# ENTRIES PROVIDED:
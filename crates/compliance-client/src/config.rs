//! Client configuration types.

use rand::Rng;
use std::time::Duration;

/// Retry configuration for report delivery
#[derive(Debug, Clone)]
pub struct RetryConfig {
    /// Maximum number of attempts, including the first one
    pub max_attempts: u32,

    /// Backoff before the second attempt; doubles afterwards
    pub initial_backoff: Duration,

    /// Maximum backoff duration
    pub max_backoff: Duration,

    /// Jitter as a fraction of the backoff, in `[0, 1]`
    pub jitter: f64,

    /// Ceiling on the whole delivery, attempts and waits included
    pub deadline: Duration,
}

impl Default for RetryConfig {
    fn default() -> Self {
        Self::new()
    }
}

impl RetryConfig {
    /// Create a new retry configuration
    #[must_use]
    pub const fn new() -> Self {
        Self {
            max_attempts: 3,
            initial_backoff: Duration::from_secs(1),
            max_backoff: Duration::from_secs(60),
            jitter: 0.2,
            deadline: Duration::from_secs(180),
        }
    }

    /// Set maximum attempts (at least one attempt is always made)
    #[must_use]
    pub const fn max_attempts(mut self, max: u32) -> Self {
        self.max_attempts = if max == 0 { 1 } else { max };
        self
    }

    /// Set initial backoff duration
    #[must_use]
    pub const fn initial_backoff(mut self, duration: Duration) -> Self {
        self.initial_backoff = duration;
        self
    }

    /// Set maximum backoff duration
    #[must_use]
    pub const fn max_backoff(mut self, duration: Duration) -> Self {
        self.max_backoff = duration;
        self
    }

    /// Set the jitter fraction
    #[must_use]
    pub fn jitter(mut self, fraction: f64) -> Self {
        self.jitter = jitter_fraction(fraction);
        self
    }

    /// Set the overall delivery ceiling
    #[must_use]
    pub const fn deadline(mut self, duration: Duration) -> Self {
        self.deadline = duration;
        self
    }

    /// Backoff after the given failed attempt (1-based), without jitter
    #[must_use]
    pub fn backoff_for(&self, attempt: u32) -> Duration {
        let exponent = attempt.saturating_sub(1).min(31);
        let base = u64::try_from(self.initial_backoff.as_millis()).unwrap_or(u64::MAX);
        let backoff = base.saturating_mul(2u64.pow(exponent));
        let max = u64::try_from(self.max_backoff.as_millis()).unwrap_or(u64::MAX);
        Duration::from_millis(backoff.min(max))
    }

    /// Backoff after the given failed attempt with random jitter added
    #[must_use]
    pub fn delay_for(&self, attempt: u32) -> Duration {
        let backoff = self.backoff_for(attempt);
        let spread = backoff.mul_f64(jitter_fraction(self.jitter));
        if spread.is_zero() {
            return backoff;
        }
        let extra = rand::thread_rng().gen_range(Duration::ZERO..spread);
        backoff + extra
    }
}

/// Clamp to `0.0..=1.0`; NaN and infinities disable jitter.
fn jitter_fraction(fraction: f64) -> f64 {
    if fraction.is_finite() {
        fraction.clamp(0.0, 1.0)
    } else {
        0.0
    }
}
//! # compliance-agent
//!
//! Long-running host agent that scans the machine with OpenSCAP and reliably
//! delivers the results to a central collector.
//!
//! ## Components
//!
//! - **Executor**: runs `oscap xccdf eval` and parses the XCCDF results
//! - **Coordinator**: admits at most one scan at a time and drives it
//!   through execution and submission
//! - **Scheduler**: requests a scan every `scan_interval_secs`
//! - **Control surface**: `/health`, `/scan`, `/status` and `/scan/profiles`
//!
//! Delivery lives in the `compliance-client` crate behind the [`Submitter`]
//! trait.

pub mod cli;
pub mod config;
pub mod control;
pub mod coordinator;
pub mod error;
pub mod executor;
pub mod host;
pub mod scheduler;
pub mod submitter;

#[cfg(test)]
mod testing;

pub use cli::run;
pub use config::AgentConfig;
pub use coordinator::{AgentStatus, Coordinator, ScanAck};
pub use error::AgentError;
pub use executor::{Executor, ExecutorError, ExecutorErrorKind};
pub use scheduler::{Scheduler, SchedulerHandle};
pub use submitter::Submitter;

/// Result type for agent startup and serving
pub type Result<T> = std::result::Result<T, AgentError>;
//! compliance-agent - scheduled OpenSCAP scans delivered to a collector.

use anyhow::Result;

#[tokio::main]
async fn main() -> Result<()> {
    compliance_agent::run().await
}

# TRY IT:
All lines of the listing holding the string "configuration" must be returned, copied as they stand.

# EXERCISE SOLUTION:
//! Client configuration types.
/// Retry configuration for report delivery
    /// Create a new retry configuration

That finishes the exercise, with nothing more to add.